66.    Mrs Donnelly makes the following points for HMRC. 

(1)          The winding up of CQL and the inability of Catplant to access its funds cannot be a reasonable excuse for the failure of Catplant to account for VAT for the group.  The only reason why CQL was under threat of winding up was because it had failed to pay its landfill tax liabilities.  A failure to meet one tax liability (landfill tax) should not be regarded as a reasonable excuse for a failure to meet another (VAT). 

(2)          The winding up of CQL was not unexpected.  HMRC had been in correspondence with CQL about its arrears of landfill tax for some considerable time.  The liability had been outstanding for some considerable time. 

(3)          A lack of funds on the parts of Catplant is not in itself a reasonable excuse (Section 71(1)(a) VATA 1994). 

(4)          Catplant did not take any of the steps which would be expected of a reasonable tax payer that was intending to meet its tax liabilities.  It did not file its returns on time.  It did not seek to enter into any arrangements with HMRC to pay its liabilities over a longer period.  It did not seek to make any payment on account of its liabilities. 

Discussion

67.    As we have mentioned above, section 71(1) VATA 1994 provides that an insufficiency of funds to pay any VAT due is not a reasonable excuse. 

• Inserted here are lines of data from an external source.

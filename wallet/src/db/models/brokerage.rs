use crate::schema::{brokerage_accounts, wallets};
use chrono::{DateTime, Utc};
use diesel::prelude::*;
use diesel_async::{AsyncPgConnection, RunQueryDsl};
use serde::{Deserialize, Serialize};
use uuid::Uuid;

#[derive(Clone, Debug, Deserialize, Identifiable, Queryable, Selectable, Serialize)]
#[diesel(table_name = brokerage_accounts)]
pub struct BrokerageAccount {
    pub id: Uuid,
    pub wallet_id: Uuid,
    pub bank_id: Uuid,
    pub name: String,
    pub created_at: DateTime<Utc>,
}

impl BrokerageAccount {
    pub async fn find(
        conn: &mut AsyncPgConnection,
        id: Uuid,
    ) -> QueryResult<Option<BrokerageAccount>> {
        brokerage_accounts::table
            .find(id)
            .select(BrokerageAccount::as_select())
            .first(conn)
            .await
            .optional()
    }

    /// The account, only when it belongs to one of the user's wallets.
    pub async fn find_owned(
        conn: &mut AsyncPgConnection,
        user_id: Uuid,
        id: Uuid,
    ) -> QueryResult<Option<BrokerageAccount>> {
        brokerage_accounts::table
            .inner_join(wallets::table)
            .filter(brokerage_accounts::id.eq(id))
            .filter(wallets::user_id.eq(user_id))
            .select(BrokerageAccount::as_select())
            .first(conn)
            .await
            .optional()
    }

    pub async fn create(
        conn: &mut AsyncPgConnection,
        wallet_id: Uuid,
        bank_id: Uuid,
        name: &str,
    ) -> QueryResult<BrokerageAccount> {
        diesel::insert_into(brokerage_accounts::table)
            .values((
                brokerage_accounts::wallet_id.eq(wallet_id),
                brokerage_accounts::bank_id.eq(bank_id),
                brokerage_accounts::name.eq(name),
            ))
            .returning(BrokerageAccount::as_returning())
            .get_result(conn)
            .await
    }

    pub async fn list_for_user(
        conn: &mut AsyncPgConnection,
        user_id: Uuid,
    ) -> QueryResult<Vec<BrokerageAccount>> {
        brokerage_accounts::table
            .inner_join(wallets::table)
            .filter(wallets::user_id.eq(user_id))
            .order_by(brokerage_accounts::name.asc())
            .select(BrokerageAccount::as_select())
            .load(conn)
            .await
    }

    pub async fn list_for_wallets(
        conn: &mut AsyncPgConnection,
        wallet_ids: &[Uuid],
    ) -> QueryResult<Vec<BrokerageAccount>> {
        brokerage_accounts::table
            .filter(brokerage_accounts::wallet_id.eq_any(wallet_ids))
            .order_by(brokerage_accounts::created_at.asc())
            .select(BrokerageAccount::as_select())
            .load(conn)
            .await
    }
}
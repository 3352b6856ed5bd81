//! At-rest protection for account numbers and IBANs: AES-256-GCM for the
//! value itself, keyed HMAC-SHA256 fingerprints for equality checks (dedup)
//! without decryption.

use aes_gcm::{
    aead::{Aead, AeadCore, KeyInit, OsRng},
    Aes256Gcm, Key, Nonce,
};
use anyhow::{Context, Result};
use hmac::{Hmac, Mac};
use sha2::Sha256;

type HmacSha256 = Hmac<Sha256>;

const NONCE_LEN: usize = 12;

#[derive(Clone)]
pub struct SecretBox {
    cipher: Aes256Gcm,
    hmac_key: Vec<u8>,
}

impl SecretBox {
    /// `key_b64` is a base64-encoded 32-byte key from the service config; the
    /// same key feeds both the cipher and the fingerprint MAC.
    pub fn new(key_b64: &str) -> Result<Self> {
        let key_bytes = base64::decode(key_b64).context("Secret key is not valid base64")?;
        anyhow::ensure!(
            key_bytes.len() == 32,
            "Secret key must decode to 32 bytes, got {}",
            key_bytes.len()
        );
        let cipher = Aes256Gcm::new(Key::<Aes256Gcm>::from_slice(&key_bytes));
        Ok(Self {
            cipher,
            hmac_key: key_bytes,
        })
    }

    /// nonce || ciphertext, suitable for a bytea column.
    pub fn encrypt(&self, plaintext: &str) -> Result<Vec<u8>> {
        let nonce = Aes256Gcm::generate_nonce(&mut OsRng);
        let ciphertext = self
            .cipher
            .encrypt(&nonce, plaintext.as_bytes())
            .map_err(|e| anyhow::anyhow!("encryption failed: {e}"))?;
        let mut out = nonce.to_vec();
        out.extend(ciphertext);
        Ok(out)
    }

    pub fn decrypt(&self, blob: &[u8]) -> Result<String> {
        anyhow::ensure!(blob.len() > NONCE_LEN, "ciphertext too short");
        let (nonce, ciphertext) = blob.split_at(NONCE_LEN);
        let plaintext = self
            .cipher
            .decrypt(Nonce::from_slice(nonce), ciphertext)
            .map_err(|e| anyhow::anyhow!("decryption failed: {e}"))?;
        String::from_utf8(plaintext).context("decrypted value is not utf-8")
    }

    /// Deterministic fingerprint for dedup; whitespace-insensitive so the
    /// same IBAN pasted with spaces matches.
    pub fn fingerprint(&self, value: &str) -> String {
        let normalized: String = value.split_whitespace().collect();
        let mut mac = <HmacSha256 as Mac>::new_from_slice(&self.hmac_key)
            .expect("HMAC accepts any key length");
        mac.update(normalized.to_uppercase().as_bytes());
        hex::encode(mac.finalize().into_bytes())
    }
}

#[cfg(test)]
mod tests {
    use super::*;

    fn test_box() -> SecretBox {
        SecretBox::new(&base64::encode([7u8; 32])).unwrap()
    }

    #[test]
    fn test_encrypt_decrypt_roundtrip() {
        let sb = test_box();
        let blob = sb.encrypt("PL61109010140000071219812874").unwrap();
        assert_eq!(sb.decrypt(&blob).unwrap(), "PL61109010140000071219812874");
    }

    #[test]
    fn test_fingerprint_normalizes_whitespace_and_case() {
        let sb = test_box();
        let a = sb.fingerprint("PL61 1090 1014 0000 0712 1981 2874");
        let b = sb.fingerprint("pl61109010140000071219812874");
        assert_eq!(a, b);
        assert_eq!(a.len(), 64);
    }

    #[test]
    fn test_fingerprint_differs_for_different_values() {
        let sb = test_box();
        assert_ne!(sb.fingerprint("A"), sb.fingerprint("B"));
    }

    #[test]
    fn test_rejects_short_key() {
        assert!(SecretBox::new(&base64::encode([1u8; 16])).is_err());
        assert!(SecretBox::new("not-base64!!!").is_err());
    }
}
/// Values holdings against live quotes. Positions without a quote are left
/// out rather than valued at zero.
pub fn position_performance(
    rows: &[(Holding, Instrument)],
    quotes: &HashMap<String, QuoteBySymbol>,
) -> Vec<PositionPerformance> {
    let mut out = vec![];
    for (holding, instrument) in rows {
        let Some(quote) = quotes.get(&instrument.symbol) else {
            warn!(symbol = instrument.symbol, "No quote for position");
            continue;
        };
        let value = q2(&(&holding.quantity * &quote.price));
        let cost = q2(&(&holding.quantity * &holding.avg_cost));
        let pnl_amount = q2(&(&value - &cost));
        let pnl_pct = if cost > BigDecimal::zero() {
            (&pnl_amount / &cost).with_scale_round(4, bigdecimal::RoundingMode::HalfUp)
        } else {
            BigDecimal::zero()
        };
        out.push(PositionPerformance {
            symbol: instrument.symbol.clone(),
            quantity: holding.quantity.clone(),
            avg_cost: holding.avg_cost.clone(),
            price: quote.price.clone(),
            currency: quote.currency.clone(),
            value,
            cost,
            pnl_amount,
            pnl_pct,
        });
    }
    out
}

/// Top gainers and losers by P&L percent.
pub fn top_performance(
    mut perf: Vec<PositionPerformance>,
    n: usize,
) -> (Vec<PositionPerformance>, Vec<PositionPerformance>) {
    perf.sort_by(|a, b| b.pnl_pct.cmp(&a.pnl_pct));
    let gainers = perf.iter().take(n).cloned().collect();
    perf.reverse();
    let losers = perf.into_iter().take(n).collect();
    (gainers, losers)
}

/// The last `n` month keys ending with the current month, oldest first.
pub fn last_n_month_keys(n: u32, now: DateTime<Utc>) -> Vec<String> {
    let mut year = now.year();
    let mut month = now.month() as i32;
    let mut keys = vec![];
    for _ in 0..n {
        keys.push(format!("{year:04}-{month:02}"));
        month -= 1;
        if month == 0 {
            month = 12;
            year -= 1;
        }
    }
    keys.reverse();
    keys
}

/// Decodes a stored FX snapshot (pair -> stringified rate) back into a table.
pub fn fx_table_from_json(rates: &serde_json::Value) -> FxTable {
    let mut table = FxTable::new();
    if let Some(map) = rates.as_object() {
        for (pair, rate) in map {
            let parsed = match rate {
                serde_json::Value::String(s) => BigDecimal::from_str(s).ok(),
                serde_json::Value::Number(n) => BigDecimal::from_str(&n.to_string()).ok(),
                _ => None,
            };
            if let Some(rate) = parsed {
                table.insert(pair.clone(), rate);
            }
        }
    }
    table
}

struct SnapshotAmount {
    wallet_id: Uuid,
    month_key: String,
    currency: String,
    amount: BigDecimal,
}

/// Folds snapshot rows into per-wallet monthly totals in the target
/// currency, each month converted with its own frozen FX table. Amounts with
/// no conversion path are skipped.
fn sum_monthly_totals(
    fx_by_month: &HashMap<String, FxTable>,
    target_ccy: &str,
    rows: Vec<SnapshotAmount>,
) -> HashMap<Uuid, HashMap<String, BigDecimal>> {
    let mut totals: HashMap<Uuid, HashMap<String, BigDecimal>> = HashMap::new();
    let empty = FxTable::new();
    for row in rows {
        let fx = fx_by_month.get(&row.month_key).unwrap_or(&empty);
        let Some(converted) = fx_convert(&row.amount, &row.currency, target_ccy, fx) else {
            warn!(
                month_key = row.month_key,
                currency = row.currency,
                "No FX path for snapshot amount"
            );
            continue;
        };
        *totals
            .entry(row.wallet_id)
            .or_default()
            .entry(row.month_key)
            .or_default() += converted;
    }
    totals
}

pub async fn build_wallet_manager_tree(
    conn: &mut AsyncPgConnection,
    stock: &StockClient,
    user_id: Uuid,
    months: u32,
    currency_rate: &FxTable,
) -> Result<Vec<WalletManagerWalletOut>, WalletError> {
    let view_ccy = ANCHOR_CURRENCY;
    let wallets = Wallet::list_for_user(conn, user_id).await?;
    let wallet_ids: Vec<Uuid> = wallets.iter().map(|w| w.id).collect();

    // Every symbol the tree needs, one quote call.
    let all_holdings = Holding::list_for_user(conn, user_id).await?;
    let metals = MetalHolding::list_for_wallets(conn, &wallet_ids).await?;
    let mut symbols: Vec<String> = all_holdings
        .iter()
        .map(|(_, i)| i.symbol.clone())
        .collect();
    symbols.extend(metals.iter().map(|m| m.metal.futures_symbol().to_string()));
    symbols.sort();
    symbols.dedup();
    let quotes = stock.latest_for_symbols(&symbols).await;

    // Snapshot history inputs.
    let month_keys = last_n_month_keys(months.min(60), Utc::now());
    let fx_by_month: HashMap<String, FxTable> =
        snapshots::fx_snapshots_for_months(conn, &month_keys)
            .await?
            .into_iter()
            .map(|snap| (snap.month_key.clone(), fx_table_from_json(&snap.rates)))
            .collect();
    let mut history_rows: Vec<SnapshotAmount> = vec![];
    for snap in snapshots::deposit_snapshots_for_months(conn, &wallet_ids, &month_keys).await? {
        history_rows.push(SnapshotAmount {
            wallet_id: snap.wallet_id,
            month_key: snap.month_key,
            currency: snap.currency.as_str().to_string(),
            amount: snap.available,
        });
    }
    for snap in snapshots::brokerage_snapshots_for_months(conn, &wallet_ids, &month_keys).await? {
        history_rows.push(SnapshotAmount {
            wallet_id: snap.wallet_id,
            month_key: snap.month_key,
            currency: snap.currency.as_str().to_string(),
            amount: &snap.cash + &snap.stocks,
        });
    }
    for snap in snapshots::metal_snapshots_for_months(conn, &wallet_ids, &month_keys).await? {
        history_rows.push(SnapshotAmount {
            wallet_id: snap.wallet_id,
            month_key: snap.month_key,
            currency: snap.currency.as_str().to_string(),
            amount: snap.value,
        });
    }
    for snap in snapshots::real_estate_snapshots_for_months(conn, &wallet_ids, &month_keys).await? {
        history_rows.push(SnapshotAmount {
            wallet_id: snap.wallet_id,
            month_key: snap.month_key,
            currency: snap.currency.as_str().to_string(),
            amount: snap.value,
        });
    }
    let mut monthly_totals = sum_monthly_totals(&fx_by_month, view_ccy, history_rows);

    // YTD ledger totals.
    let year_start = NaiveDate::from_ymd_opt(Utc::now().year(), 1, 1)
        .unwrap()
        .and_hms_opt(0, 0, 0)
        .unwrap()
        .and_utc();
    let ytd_rows = crate::db::models::transactions::Transaction::ytd_for_wallets(
        conn,
        &wallet_ids,
        year_start,
    )
    .await?;
    let deposit_wallet: HashMap<Uuid, Uuid> = DepositAccount::list_for_wallets(conn, &wallet_ids)
        .await?
        .iter()
        .map(|a| (a.id, a.wallet_id))
        .collect();

    let mut out = vec![];
    for wallet in wallets {
        let deposit_accounts: Vec<DepositAccount> =
            DepositAccount::list_for_wallets(conn, &[wallet.id]).await?;
        let mut deposits = vec![];
        let mut deposit_total_by_ccy: HashMap<String, BigDecimal> = HashMap::new();
        for account in &deposit_accounts {
            let available = DepositAccountBalance::get(conn, account.id)
                .await?
                .map(|b| b.available)
                .unwrap_or_default();
            *deposit_total_by_ccy
                .entry(account.currency.as_str().to_string())
                .or_default() += &available;
            deposits.push(DepositNode {
                account_id: account.id,
                name: account.name.clone(),
                currency: account.currency.as_str().to_string(),
                available,
            });
        }

        let mut brokerage = vec![];
        let mut wallet_positions: Vec<PositionPerformance> = vec![];
        for account in BrokerageAccount::list_for_wallets(conn, &[wallet.id]).await? {
            let rows = Holding::list_for_account(conn, account.id).await?;
            let positions = position_performance(&rows, &quotes);
            wallet_positions.extend(positions.iter().cloned());

            let mut cash_by_ccy: HashMap<String, BigDecimal> = HashMap::new();
            for link in BrokerageDepositLink::list_for_brokerage(conn, account.id).await? {
                let available = DepositAccountBalance::get(conn, link.deposit_account_id)
                    .await?
                    .map(|b| b.available)
                    .unwrap_or_default();
                *cash_by_ccy
                    .entry(link.currency.as_str().to_string())
                    .or_default() += available;
            }
            brokerage.push(BrokerageNode {
                account_id: account.id,
                name: account.name.clone(),
                cash_by_ccy,
                positions,
            });
        }
        let (top_gainers, top_losers) = top_performance(wallet_positions, TOP_N);

        let mut metal_nodes = vec![];
        for metal in metals.iter().filter(|m| m.wallet_id == wallet.id) {
            let valued = quotes.get(metal.metal.futures_symbol()).map(|quote| {
                let ounces = &metal.grams / troy_ounce_grams();
                (q2(&(ounces * &quote.price)), quote.currency.clone())
            });
            metal_nodes.push(MetalNode {
                id: metal.id,
                metal: metal.metal.as_str().to_string(),
                grams: metal.grams.clone(),
                value: valued.as_ref().map(|(v, _)| v.clone()),
                currency: valued.map(|(_, c)| c),
            });
        }

        let mut estate_nodes = vec![];
        for estate in RealEstate::list_for_wallets(conn, &[wallet.id]).await? {
            let price = RealEstatePrice::latest_with_fallback(
                conn,
                estate.property_type,
                estate.purchase_currency,
                &estate.country,
                estate.city.as_deref(),
            )
            .await?;
            let value = match price {
                Some(price) => q2(&(&price.price_m2 * &estate.area_m2)),
                None => q2(&estate.purchase_price),
            };
            estate_nodes.push(RealEstateNode {
                id: estate.id,
                name: estate.name.clone(),
                value,
                currency: estate.purchase_currency.as_str().to_string(),
            });
        }

        // YTD income/expense by account currency for this wallet.
        let mut ytd_income_by_ccy: HashMap<String, BigDecimal> = HashMap::new();
        let mut ytd_expense_by_ccy: HashMap<String, BigDecimal> = HashMap::new();
        for (tx, currency) in &ytd_rows {
            if deposit_wallet.get(&tx.account_id) != Some(&wallet.id) {
                continue;
            }
            let bucket = match tx.status {
                TransactionStatus::Income => &mut ytd_income_by_ccy,
                TransactionStatus::Expense => &mut ytd_expense_by_ccy,
            };
            *bucket.entry(currency.as_str().to_string()).or_default() += &tx.amount;
        }

        // Net worth in the viewing currency.
        let mut net_worth = BigDecimal::zero();
        let mut add = |amount: &BigDecimal, ccy: &str| {
            match fx_convert(amount, ccy, view_ccy, currency_rate) {
                Some(converted) => net_worth += converted,
                None => warn!(currency = ccy, "No FX path into the viewing currency"),
            }
        };
        for (ccy, amount) in &deposit_total_by_ccy {
            add(amount, ccy);
        }
        for node in &brokerage {
            for (ccy, amount) in &node.cash_by_ccy {
                add(amount, ccy);
            }
            for p in &node.positions {
                add(&p.value, &p.currency);
            }
        }
        for node in &metal_nodes {
            if let (Some(value), Some(ccy)) = (&node.value, &node.currency) {
                add(value, ccy);
            }
        }
        for node in &estate_nodes {
            add(&node.value, &node.currency);
        }

        let wallet_history = monthly_totals.remove(&wallet.id).unwrap_or_default();
        let history = month_keys
            .iter()
            .filter_map(|mk| {
                wallet_history.get(mk).map(|total| MonthTotal {
                    month_key: mk.clone(),
                    total: q2(total),
                })
            })
            .collect();

        out.push(WalletManagerWalletOut {
            id: wallet.id,
            name: wallet.name.clone(),
            deposits,
            deposit_total_by_ccy,
            brokerage,
            top_gainers,
            top_losers,
            metals: metal_nodes,
            real_estates: estate_nodes,
            ytd_income_by_ccy,
            ytd_expense_by_ccy,
            view_currency: view_ccy.to_string(),
            net_worth: q2(&net_worth),
            history,
        });
    }
    Ok(out)
}
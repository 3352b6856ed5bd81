//! Monthly point-in-time snapshots. One run freezes the FX map for the month
//! and captures per-entity values across deposits, brokerage cash and
//! positions, metals and real estate. All writers are upserts, so a re-run
//! for the same month converges to identical rows.

use crate::{
    clients::StockClient,
    db::{
        enums::Currency,
        models::{
            assets::{MetalHolding, RealEstate, RealEstatePrice},
            brokerage::BrokerageAccount,
            deposits::{BrokerageDepositLink, DepositAccount, DepositAccountBalance},
            holdings::Holding,
            snapshots,
            wallets::Wallet,
        },
    },
    error::WalletError,
    money::{q2, troy_ounce_grams, FxTable},
};
use bigdecimal::BigDecimal;
use diesel_async::AsyncPgConnection;
use serde::Serialize;
use std::collections::HashMap;
use tracing::{info, warn};
use uuid::Uuid;

#[derive(Clone, Debug, Serialize)]
pub struct SnapshotOutcome {
    pub ok: bool,
    pub month_key: String,
    pub fx_saved: bool,
    pub dep_upserted: usize,
    pub bro_upserted: usize,
    pub metal_upserted: usize,
    pub re_upserted: usize,
}

/// `YYYY-MM` with a real month number.
pub fn validate_month_key(month_key: &str) -> bool {
    let Some((year, month)) = month_key.split_once('-') else {
        return false;
    };
    year.len() == 4
        && month.len() == 2
        && year.chars().all(|c| c.is_ascii_digit())
        && matches!(month.parse::<u8>(), Ok(1..=12))
}

pub async fn create_monthly_snapshot(
    conn: &mut AsyncPgConnection,
    stock: &StockClient,
    user_id: Uuid,
    month_key: &str,
    fx_map: &FxTable,
) -> Result<SnapshotOutcome, WalletError> {
    if !validate_month_key(month_key) {
        return Err(WalletError::Validation(format!(
            "Invalid month key {month_key:?}, expected YYYY-MM"
        )));
    }

    let wallets = Wallet::list_for_user(conn, user_id).await?;
    let wallet_ids: Vec<Uuid> = wallets.iter().map(|w| w.id).collect();

    // 1. Freeze the FX map used for this month.
    let rates_json = serde_json::to_value(
        fx_map
            .iter()
            .map(|(pair, rate)| (pair.clone(), rate.to_string()))
            .collect::<HashMap<String, String>>(),
    )
    .map_err(|e| WalletError::Internal(e.into()))?;
    snapshots::upsert_fx_snapshot(conn, month_key, &rates_json).await?;

    // 2. Deposit accounts: current available balance.
    let mut dep_upserted = 0usize;
    let deposit_accounts = DepositAccount::list_for_wallets(conn, &wallet_ids).await?;
    for account in &deposit_accounts {
        let available = DepositAccountBalance::get(conn, account.id)
            .await?
            .map(|b| b.available)
            .unwrap_or_default();
        snapshots::upsert_deposit_snapshot(
            conn,
            account.id,
            account.wallet_id,
            month_key,
            account.currency,
            &available,
        )
        .await?;
        dep_upserted += 1;
    }

    // One bulk quote call covers every held symbol plus the metal futures.
    let brokerage_accounts = BrokerageAccount::list_for_wallets(conn, &wallet_ids).await?;
    let metals = MetalHolding::list_for_wallets(conn, &wallet_ids).await?;
    let mut symbols: Vec<String> = vec![];
    let mut holdings_by_account: HashMap<Uuid, Vec<_>> = HashMap::new();
    for account in &brokerage_accounts {
        let rows = Holding::list_for_account(conn, account.id).await?;
        symbols.extend(rows.iter().map(|(_, i)| i.symbol.clone()));
        holdings_by_account.insert(account.id, rows);
    }
    symbols.extend(metals.iter().map(|m| m.metal.futures_symbol().to_string()));
    symbols.sort();
    symbols.dedup();
    let quotes = stock.latest_for_symbols(&symbols).await;
    if quotes.is_empty() && !symbols.is_empty() {
        warn!(
            month_key = month_key,
            "No live quotes available, position values will be zero"
        );
    }

    // 3. Brokerage accounts: cash per linked currency plus positions valued
    //    at the live quote, grouped by quote currency.
    let mut bro_upserted = 0usize;
    for account in &brokerage_accounts {
        let mut cash_by_ccy: HashMap<Currency, BigDecimal> = HashMap::new();
        for link in BrokerageDepositLink::list_for_brokerage(conn, account.id).await? {
            let available = DepositAccountBalance::get(conn, link.deposit_account_id)
                .await?
                .map(|b| b.available)
                .unwrap_or_default();
            *cash_by_ccy.entry(link.currency).or_default() += available;
        }

        let mut stocks_by_ccy: HashMap<Currency, BigDecimal> = HashMap::new();
        for (holding, instrument) in holdings_by_account.get(&account.id).into_iter().flatten() {
            let Some(quote) = quotes.get(&instrument.symbol) else {
                warn!(symbol = instrument.symbol, "No quote for held symbol");
                continue;
            };
            let Some(currency) = Currency::from_code(&quote.currency) else {
                warn!(
                    symbol = instrument.symbol,
                    currency = quote.currency,
                    "Unsupported quote currency"
                );
                continue;
            };
            *stocks_by_ccy.entry(currency).or_default() +=
                q2(&(&holding.quantity * &quote.price));
        }

        let mut currencies: Vec<Currency> = cash_by_ccy
            .keys()
            .chain(stocks_by_ccy.keys())
            .copied()
            .collect();
        currencies.sort_by_key(|c| c.as_str());
        currencies.dedup();
        for currency in currencies {
            let cash = cash_by_ccy.get(&currency).cloned().unwrap_or_default();
            let stocks = stocks_by_ccy.get(&currency).cloned().unwrap_or_default();
            snapshots::upsert_brokerage_snapshot(
                conn,
                account.id,
                account.wallet_id,
                month_key,
                currency,
                &q2(&cash),
                &stocks,
            )
            .await?;
            bro_upserted += 1;
        }
    }

    // 4. Metals: futures quote times troy ounces held.
    let mut metal_upserted = 0usize;
    for metal in &metals {
        let Some(quote) = quotes.get(metal.metal.futures_symbol()) else {
            warn!(metal = metal.metal.as_str(), "No futures quote for metal");
            continue;
        };
        let Some(currency) = Currency::from_code(&quote.currency) else {
            continue;
        };
        let ounces = &metal.grams / troy_ounce_grams();
        let value = q2(&(ounces * &quote.price));
        snapshots::upsert_metal_snapshot(
            conn,
            metal.id,
            metal.wallet_id,
            month_key,
            currency,
            &value,
        )
        .await?;
        metal_upserted += 1;
    }

    // 5. Real estate: latest price-per-m² with location fallback.
    let mut re_upserted = 0usize;
    for estate in &RealEstate::list_for_wallets(conn, &wallet_ids).await? {
        let price = RealEstatePrice::latest_with_fallback(
            conn,
            estate.property_type,
            estate.purchase_currency,
            &estate.country,
            estate.city.as_deref(),
        )
        .await?;
        let value = match price {
            Some(price) => q2(&(&price.price_m2 * &estate.area_m2)),
            None => {
                // No observation anywhere; fall back to cost.
                warn!(real_estate_id = %estate.id, "No price-per-m2 observation, using purchase price");
                q2(&estate.purchase_price)
            },
        };
        snapshots::upsert_real_estate_snapshot(
            conn,
            estate.id,
            estate.wallet_id,
            month_key,
            estate.purchase_currency,
            &value,
        )
        .await?;
        re_upserted += 1;
    }

    info!(
        month_key = month_key,
        dep = dep_upserted,
        bro = bro_upserted,
        metal = metal_upserted,
        re = re_upserted,
        "Monthly snapshot created"
    );
    Ok(SnapshotOutcome {
        ok: true,
        month_key: month_key.to_string(),
        fx_saved: true,
        dep_upserted,
        bro_upserted,
        metal_upserted,
        re_upserted,
    })
}

#[cfg(test)]
mod tests {
    use super::*;

    #[test]
    fn test_validate_month_key() {
        assert!(validate_month_key("2026-01"));
        assert!(validate_month_key("1999-12"));
        assert!(!validate_month_key("2026-13"));
        assert!(!validate_month_key("2026-00"));
        assert!(!validate_month_key("2026-1"));
        assert!(!validate_month_key("26-01"));
        assert!(!validate_month_key("garbage"));
    }
}
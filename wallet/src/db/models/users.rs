use crate::schema::users;
use chrono::{DateTime, Utc};
use diesel::prelude::*;
use diesel_async::{AsyncPgConnection, RunQueryDsl};
use serde::{Deserialize, Serialize};
use uuid::Uuid;

/// Users are owned by the auth service; this table mirrors the ids we have
/// seen so wallet rows have something to hang off.
#[derive(Clone, Debug, Deserialize, Identifiable, Queryable, Selectable, Serialize)]
#[diesel(table_name = users)]
pub struct User {
    pub id: Uuid,
    pub email: Option<String>,
    pub created_at: DateTime<Utc>,
}

impl User {
    pub async fn find(conn: &mut AsyncPgConnection, id: Uuid) -> QueryResult<Option<User>> {
        users::table
            .find(id)
            .select(User::as_select())
            .first(conn)
            .await
            .optional()
    }

    pub async fn upsert(
        conn: &mut AsyncPgConnection,
        id: Uuid,
        email: Option<&str>,
    ) -> QueryResult<User> {
        diesel::insert_into(users::table)
            .values((users::id.eq(id), users::email.eq(email)))
            .on_conflict(users::id)
            .do_update()
            .set(users::email.eq(email))
            .returning(User::as_returning())
            .get_result(conn)
            .await
    }
}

68.    The leading case on the construction of section 71(1) VATA 1994 is the decision of the Court of Appeal in Customs and Excise v Steptoe [1992] STC 757.  In that case, the Court of Appeal held unanimously that although insufficiency of funds can never of itself constitute a reasonable excuse, the underlying cause of that insufficiency could do so.

69.    Lord Donaldson MR said (at p769-p770):

“There is agreement between [Nolan and Scott LJJ] that section 33(2)(a) of the Finance Act 1985 [now section 71(1)(a) VATA 1994] is not to be construed in the way in which the Commissioners of Customs and Excise (the Commissioners) would wish to construe it, namely, that an insufficiency of funds can in no circumstances amount to a reasonable excuse for failing to dispatch the tax due, however short the duration of that failure and whatever the reason for the insufficiency of funds.  In practice this would mean that the taxpayer had always to demonstrate that he could have paid the tax, but failed to do so for some reason constituting a reasonable excuse. Not only is this an improbable construction, but it really cannot survive in the context of section 33(2)(b) [now section 71(1)(b) VATA 1994].  There the words “neither the fact of that reliance nor any dilatoriness or inaccuracy on the part of the person relied upon is a reasonable excuse” show clearly that although reliance on another person is not of itself capable of constituting a reasonable excuse, the Commissioners and the Tribunal are expected to look behind that reliance and to ask themselves whether in such a case the underlying cause was dilatoriness or inaccuracy on the part of that person or whether, for example, he was run over by a bus.  If the same approach is applied to section 33(2)(a) [now section 71(1)(a) VATA 1994], as clearly it should be, the legislative intention is that insufficiency of funds can never of itself constitute a reasonable excuse, but that the cause of that insufficiency, i.e. the underlying cause of the default, might do so.”

 

70.    There were some differences in the views of the members of the Court of Appeal in Steptoe about the nature of an underlying cause that can constitute a reasonable excuse in cases where the default occurred because of an insufficiency of funds.  Scott LJ expressed the view that the underlying cause of the insufficiency of funds must be an “unforeseeable or inescapable misfortune” (see p762).  The majority view (that of Lord Donaldson MR and Nolan LJ) was that it was not necessary to show that the underlying cause was unforeseeable or inescapable. 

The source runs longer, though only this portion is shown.